__Action item__. Below are the entries; return every line among them that holds the word "TeeShirtSize".

__Input data__.
#####

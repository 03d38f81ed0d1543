//! Integration tests for the public wire protocol.
//!
//! These exercise the wire shapes the HTTP API exchanges: camelCase JSON
//! forms, opaque URL-safe entity keys, bearer token claims, and the filter
//! tuples the query endpoint accepts.

use base64::engine::general_purpose::URL_SAFE_NO_PAD;
use base64::Engine as _;
use serde_json::json;
use summit_engine::{compile, FilterConfig, FilterSpec, Key, Kind};

/// Bearer token the identity gateway forwards: base64url JSON claims.
fn bearer_token(sub: &str, email: &str) -> String {
    URL_SAFE_NO_PAD.encode(
        serde_json::to_vec(&json!({ "sub": sub, "email": email })).unwrap(),
    )
}

#[cfg(test)]
mod wire_tests {
    use super::*;

    #[test]
    fn filter_specs_deserialize_from_camel_case() {
        let body = json!({
            "filters": [
                { "field": "CITY", "operator": "EQ", "value": "London" },
                { "field": "MONTH", "operator": "GT", "value": "6" }
            ]
        });

        let filters: Vec<FilterSpec> =
            serde_json::from_value(body["filters"].clone()).unwrap();
        assert_eq!(filters.len(), 2);
        assert_eq!(filters[0].field, "CITY");
        assert_eq!(filters[1].value, "6");

        let plan = compile(&FilterConfig::conferences(), &filters).unwrap();
        assert_eq!(plan.clauses.len(), 2);
        assert_eq!(plan.order_by, vec!["month", "name"]);
    }

    #[test]
    fn query_with_two_inequality_fields_is_rejected() {
        let filters = vec![
            FilterSpec {
                field: "MONTH".into(),
                operator: "GT".into(),
                value: "3".into(),
            },
            FilterSpec {
                field: "MAX_ATTENDEES".into(),
                operator: "LT".into(),
                value: "500".into(),
            },
        ];
        let result = compile(&FilterConfig::conferences(), &filters);
        assert_eq!(result, Err(summit_engine::Error::MultipleInequalityFields));
    }

    #[test]
    fn conference_keys_survive_a_url_round_trip() {
        let key = Key::conference("auth0|user-42", 1001);
        let websafe = key.urlsafe();

        // Must be usable as a raw path segment.
        assert!(!websafe.contains('/'));
        assert!(!websafe.contains('+'));
        assert!(!websafe.contains('='));

        let decoded = Key::from_urlsafe_of(&websafe, Kind::Conference).unwrap();
        assert_eq!(decoded, key);
    }

    #[test]
    fn session_key_carries_its_conference_ancestor() {
        let conference = Key::conference("organizer-1", 7);
        let session = Key::session(conference.clone(), 3);

        let decoded = Key::from_urlsafe(&session.urlsafe()).unwrap();
        assert_eq!(decoded.parent.as_deref(), Some(&conference));
    }

    #[test]
    fn dangling_key_strings_read_as_not_found() {
        for garbage in ["", "!!!", "bm90IGEga2V5"] {
            let result = Key::from_urlsafe(garbage);
            assert!(
                matches!(result, Err(summit_engine::Error::NotFound(_))),
                "{garbage:?}"
            );
        }

        // The wrong kind is indistinguishable from a missing entity.
        let profile_key = Key::profile("user-1").urlsafe();
        assert!(matches!(
            Key::from_urlsafe_of(&profile_key, Kind::Session),
            Err(summit_engine::Error::NotFound(_))
        ));
    }

    #[test]
    fn bearer_token_is_urlsafe_json_claims() {
        let token = bearer_token("auth0|12345", "ada@example.com");
        assert!(!token.contains('='));

        let bytes = URL_SAFE_NO_PAD.decode(&token).unwrap();
        let claims: serde_json::Value = serde_json::from_slice(&bytes).unwrap();
        assert_eq!(claims["sub"], "auth0|12345");
        assert_eq!(claims["email"], "ada@example.com");
    }

    #[test]
    fn entities_serialize_in_camel_case() {
        let conference = summit_engine::Conference::builder()
            .name(Some("RustConf".into()))
            .city(Some("Portland".into()))
            .max_attendees(Some(300))
            .build(Key::conference("organizer-1", 5), "organizer-1")
            .unwrap();

        let value = serde_json::to_value(&conference).unwrap();
        assert_eq!(value["maxAttendees"], 300);
        assert_eq!(value["seatsAvailable"], 300);
        assert_eq!(value["organizerUserId"], "organizer-1");
        assert!(value.get("max_attendees").is_none());
    }

    #[test]
    fn tee_shirt_sizes_use_screaming_snake_case_on_the_wire() {
        use summit_engine::TeeShirtSize;

        let value = serde_json::to_value(TeeShirtSize::XxlW).unwrap();
        assert_eq!(value, "XXL_W");

        let parsed: TeeShirtSize = serde_json::from_value(json!("NOT_SPECIFIED")).unwrap();
        assert_eq!(parsed, TeeShirtSize::NotSpecified);
    }
}
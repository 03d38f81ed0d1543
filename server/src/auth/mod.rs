pub mod middleware;

pub use middleware::AuthUser;
//! Health check endpoint.

use axum::{routing::get, Json, Router};
use serde::Serialize;

use crate::AppState;

/// Health check response.
#[derive(Debug, Serialize)]
#[serde(rename_all = "camelCase")]
pub struct HealthResponse {
    pub status: &'static str,
    pub service: &'static str,
    pub version: &'static str,
}

/// Create health routes.
pub fn routes() -> Router<AppState> {
    Router::new()
        .route("/health", get(health_check))
        .route("/", get(root))
}

/// Health check handler.
async fn health_check() -> Json<HealthResponse> {
    Json(HealthResponse {
        status: "ok",
        service: env!("CARGO_PKG_NAME"),
        version: env!("CARGO_PKG_VERSION"),
    })
}

/// Root handler.
async fn root() -> &'static str {
    "Summit API Server"
}
//! Session endpoint routes.

use axum::{
    extract::{Path, State},
    routing::{get, post, put},
    Json, Router,
};

use crate::auth::AuthUser;
use crate::error::Result;
use crate::handlers::session::{
    handle_by_conference, handle_by_duration, handle_by_speaker, handle_by_time,
    handle_by_type, handle_create, handle_get, handle_update, DurationQueryForm, SessionForm,
    SessionForms, SessionInput, TimeQueryForm,
};
use crate::AppState;

/// Create session routes.
pub fn routes() -> Router<AppState> {
    Router::new()
        .route(
            "/conferences/{websafe_key}/sessions",
            post(create).get(by_conference),
        )
        .route(
            "/conferences/{websafe_key}/sessions/type/{session_type}",
            get(by_type),
        )
        .route(
            "/conferences/{websafe_key}/sessions/duration",
            post(by_duration),
        )
        .route("/conferences/{websafe_key}/sessions/time", post(by_time))
        .route("/sessions/{websafe_key}", put(update).get(get_one))
        .route("/sessions/speakers/{speaker_id}", get(by_speaker))
}

/// POST /conferences/{websafeKey}/sessions - Create a session.
async fn create(
    State(state): State<AppState>,
    auth: AuthUser,
    Path(websafe_key): Path<String>,
    Json(input): Json<SessionInput>,
) -> Result<Json<SessionForm>> {
    let form = handle_create(&state.pool, &state.tasks, &auth, &websafe_key, input).await?;
    Ok(Json(form))
}

/// PUT /sessions/{websafeKey} - Update a session.
async fn update(
    State(state): State<AppState>,
    auth: AuthUser,
    Path(websafe_key): Path<String>,
    Json(input): Json<SessionInput>,
) -> Result<Json<SessionForm>> {
    let form = handle_update(&state.pool, &auth, &websafe_key, input).await?;
    Ok(Json(form))
}

/// GET /sessions/{websafeKey} - Fetch one session.
async fn get_one(
    State(state): State<AppState>,
    Path(websafe_key): Path<String>,
) -> Result<Json<SessionForm>> {
    let form = handle_get(&state.pool, &websafe_key).await?;
    Ok(Json(form))
}

/// GET /conferences/{websafeKey}/sessions - Sessions of a conference.
async fn by_conference(
    State(state): State<AppState>,
    Path(websafe_key): Path<String>,
) -> Result<Json<SessionForms>> {
    let forms = handle_by_conference(&state.pool, &websafe_key).await?;
    Ok(Json(forms))
}

/// GET /conferences/{websafeKey}/sessions/type/{type} - Sessions of one type.
async fn by_type(
    State(state): State<AppState>,
    Path((websafe_key, session_type)): Path<(String, String)>,
) -> Result<Json<SessionForms>> {
    let forms = handle_by_type(&state.pool, &websafe_key, &session_type).await?;
    Ok(Json(forms))
}

/// POST /conferences/{websafeKey}/sessions/duration - Compare by duration.
async fn by_duration(
    State(state): State<AppState>,
    Path(websafe_key): Path<String>,
    Json(form): Json<DurationQueryForm>,
) -> Result<Json<SessionForms>> {
    let forms = handle_by_duration(&state.pool, &websafe_key, form).await?;
    Ok(Json(forms))
}

/// POST /conferences/{websafeKey}/sessions/time - Compare by start time.
async fn by_time(
    State(state): State<AppState>,
    Path(websafe_key): Path<String>,
    Json(form): Json<TimeQueryForm>,
) -> Result<Json<SessionForms>> {
    let forms = handle_by_time(&state.pool, &websafe_key, form).await?;
    Ok(Json(forms))
}

/// GET /sessions/speakers/{speakerId} - All sessions by a speaker.
async fn by_speaker(
    State(state): State<AppState>,
    Path(speaker_id): Path<i64>,
) -> Result<Json<SessionForms>> {
    let forms = handle_by_speaker(&state.pool, speaker_id).await?;
    Ok(Json(forms))
}
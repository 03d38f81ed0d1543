//! Registration state transitions.
//!
//! Each transition touches exactly one profile and one target entity and is
//! expected to run inside a store transaction that writes both back
//! atomically. The functions here only decide and mutate in memory; they
//! never do IO.
//!
//! Leave semantics are deliberately asymmetric: leaving a conference you
//! never joined is an idempotent no-op (`Ok(false)`), while removing a
//! session that was never wishlisted is a conflict.

use crate::entity::{Conference, Profile, Session};
use crate::error::{Error, Result};

/// Register the profile for a conference, taking one seat.
///
/// Fails with [`Error::Conflict`] when already registered or when no seats
/// remain; neither entity is mutated on failure.
pub fn register(profile: &mut Profile, conference: &mut Conference) -> Result<bool> {
    let conference_key = conference.key.urlsafe();

    if profile.is_attending(&conference_key) {
        return Err(Error::Conflict(
            "you have already registered for this conference".into(),
        ));
    }
    if conference.seats_available <= 0 {
        return Err(Error::Conflict("there are no seats available".into()));
    }

    profile.conference_keys_to_attend.push(conference_key);
    conference.seats_available -= 1;
    Ok(true)
}

/// Unregister the profile from a conference, returning one seat.
///
/// Leaving while not registered is not a fault: returns `Ok(false)` and
/// mutates nothing. A leave that would push the seat counter past the
/// conference capacity is an invariant violation, not a silent write.
pub fn unregister(profile: &mut Profile, conference: &mut Conference) -> Result<bool> {
    let conference_key = conference.key.urlsafe();

    let Some(position) = profile
        .conference_keys_to_attend
        .iter()
        .position(|k| k == &conference_key)
    else {
        return Ok(false);
    };

    if conference.seats_available >= conference.max_attendees {
        return Err(Error::InvariantViolation(format!(
            "seat counter would exceed capacity ({} of {})",
            conference.seats_available + 1,
            conference.max_attendees
        )));
    }

    profile.conference_keys_to_attend.remove(position);
    conference.seats_available += 1;
    Ok(true)
}

/// Add a session to the profile's wishlist.
///
/// Requires prior registration for the session's parent conference, and
/// rejects duplicates; both violations are conflicts.
pub fn add_to_wishlist(profile: &mut Profile, session: &Session) -> Result<bool> {
    require_parent_registration(profile, session)?;

    let session_key = session.key.urlsafe();
    if profile.has_wishlisted(&session_key) {
        return Err(Error::Conflict(
            "you have already placed this session in your wishlist".into(),
        ));
    }

    profile.session_keys_in_wishlist.push(session_key);
    Ok(true)
}

/// Remove a session from the profile's wishlist.
///
/// Unlike conference leave, removing an absent session is a conflict.
pub fn remove_from_wishlist(profile: &mut Profile, session: &Session) -> Result<bool> {
    require_parent_registration(profile, session)?;

    let session_key = session.key.urlsafe();
    let Some(position) = profile
        .session_keys_in_wishlist
        .iter()
        .position(|k| k == &session_key)
    else {
        return Err(Error::Conflict(
            "this session was not in your wishlist".into(),
        ));
    };

    profile.session_keys_in_wishlist.remove(position);
    Ok(true)
}

fn require_parent_registration(profile: &Profile, session: &Session) -> Result<()> {
    let conference_key = session
        .conference_key()
        .ok_or_else(|| Error::NotFound(session.key.urlsafe()))?
        .urlsafe();

    if !profile.is_attending(&conference_key) {
        return Err(Error::Conflict(
            "you have yet to register for the conference where this session will take place"
                .into(),
        ));
    }
    Ok(())
}

#[cfg(test)]
mod tests {
    use super::*;
    use crate::entity::{Conference, Profile, Session};
    use crate::key::Key;

    fn conference(seats: i32) -> Conference {
        let mut conf = Conference::builder()
            .name(Some("RustConf".into()))
            .max_attendees(Some(seats))
            .build(Key::conference("organizer-1", 1), "organizer-1")
            .unwrap();
        conf.seats_available = seats;
        conf
    }

    fn profile() -> Profile {
        Profile::new("attendee-1", "Attendee", "a@example.com")
    }

    fn session_under(conf: &Conference) -> Session {
        Session::builder()
            .name(Some("Borrow Checker Deep Dive".into()))
            .build(Key::session(conf.key.clone(), 5))
            .unwrap()
    }

    #[test]
    fn register_takes_a_seat() {
        let mut prof = profile();
        let mut conf = conference(3);

        assert_eq!(register(&mut prof, &mut conf), Ok(true));
        assert_eq!(conf.seats_available, 2);
        assert!(prof.is_attending(&conf.key.urlsafe()));
    }

    #[test]
    fn double_register_conflicts_without_mutation() {
        let mut prof = profile();
        let mut conf = conference(3);

        register(&mut prof, &mut conf).unwrap();
        let result = register(&mut prof, &mut conf);

        assert!(matches!(result, Err(Error::Conflict(_))));
        assert_eq!(conf.seats_available, 2);
        assert_eq!(prof.conference_keys_to_attend.len(), 1);
    }

    #[test]
    fn register_full_conference_conflicts() {
        let mut prof = profile();
        let mut conf = conference(0);

        let result = register(&mut prof, &mut conf);
        assert!(matches!(result, Err(Error::Conflict(m)) if m.contains("no seats")));
        assert!(prof.conference_keys_to_attend.is_empty());
    }

    #[test]
    fn unregister_returns_a_seat() {
        let mut prof = profile();
        let mut conf = conference(2);

        register(&mut prof, &mut conf).unwrap();
        assert_eq!(unregister(&mut prof, &mut conf), Ok(true));
        assert_eq!(conf.seats_available, 2);
        assert!(prof.conference_keys_to_attend.is_empty());
    }

    #[test]
    fn unregister_when_never_joined_is_false_not_error() {
        let mut prof = profile();
        let mut conf = conference(2);

        assert_eq!(unregister(&mut prof, &mut conf), Ok(false));
        assert_eq!(conf.seats_available, 2);
    }

    #[test]
    fn unregister_cannot_exceed_capacity() {
        let mut prof = profile();
        let mut conf = conference(2);
        // Corrupted state: registered but the counter is already at capacity.
        prof.conference_keys_to_attend.push(conf.key.urlsafe());

        let result = unregister(&mut prof, &mut conf);
        assert!(matches!(result, Err(Error::InvariantViolation(_))));
        assert_eq!(conf.seats_available, 2);
        assert_eq!(prof.conference_keys_to_attend.len(), 1);
    }

    #[test]
    fn capacity_two_scenario() {
        let mut conf = conference(2);
        let mut a = Profile::new("a", "A", "a@example.com");
        let mut b = Profile::new("b", "B", "b@example.com");
        let mut c = Profile::new("c", "C", "c@example.com");

        assert_eq!(register(&mut a, &mut conf), Ok(true));
        assert_eq!(conf.seats_available, 1);

        assert!(matches!(register(&mut a, &mut conf), Err(Error::Conflict(_))));

        assert_eq!(register(&mut b, &mut conf), Ok(true));
        assert_eq!(conf.seats_available, 0);

        let result = register(&mut c, &mut conf);
        assert!(matches!(result, Err(Error::Conflict(m)) if m.contains("no seats")));

        assert_eq!(unregister(&mut a, &mut conf), Ok(true));
        assert_eq!(conf.seats_available, 1);
    }

    #[test]
    fn wishlist_requires_parent_registration() {
        let mut prof = profile();
        let mut conf = conference(5);
        let session = session_under(&conf);

        let result = add_to_wishlist(&mut prof, &session);
        assert!(matches!(result, Err(Error::Conflict(m)) if m.contains("yet to register")));

        register(&mut prof, &mut conf).unwrap();
        assert_eq!(add_to_wishlist(&mut prof, &session), Ok(true));
        assert!(prof.has_wishlisted(&session.key.urlsafe()));
    }

    #[test]
    fn duplicate_wishlist_add_conflicts() {
        let mut prof = profile();
        let mut conf = conference(5);
        let session = session_under(&conf);

        register(&mut prof, &mut conf).unwrap();
        add_to_wishlist(&mut prof, &session).unwrap();

        let result = add_to_wishlist(&mut prof, &session);
        assert!(matches!(result, Err(Error::Conflict(m)) if m.contains("already placed")));
        assert_eq!(prof.session_keys_in_wishlist.len(), 1);
    }

    #[test]
    fn wishlist_remove_when_absent_is_conflict() {
        let mut prof = profile();
        let mut conf = conference(5);
        let session = session_under(&conf);

        register(&mut prof, &mut conf).unwrap();

        // Asymmetric with conference leave, which returns Ok(false).
        let result = remove_from_wishlist(&mut prof, &session);
        assert!(matches!(result, Err(Error::Conflict(m)) if m.contains("not in your wishlist")));

        add_to_wishlist(&mut prof, &session).unwrap();
        assert_eq!(remove_from_wishlist(&mut prof, &session), Ok(true));
        assert!(prof.session_keys_in_wishlist.is_empty());
    }
}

#####

__Expected output__.
        use summit_engine::TeeShirtSize;
        let value = serde_json::to_value(TeeShirtSize::XxlW).unwrap();
        let parsed: TeeShirtSize = serde_json::from_value(json!("NOT_SPECIFIED")).unwrap();
        assert_eq!(parsed, TeeShirtSize::NotSpecified);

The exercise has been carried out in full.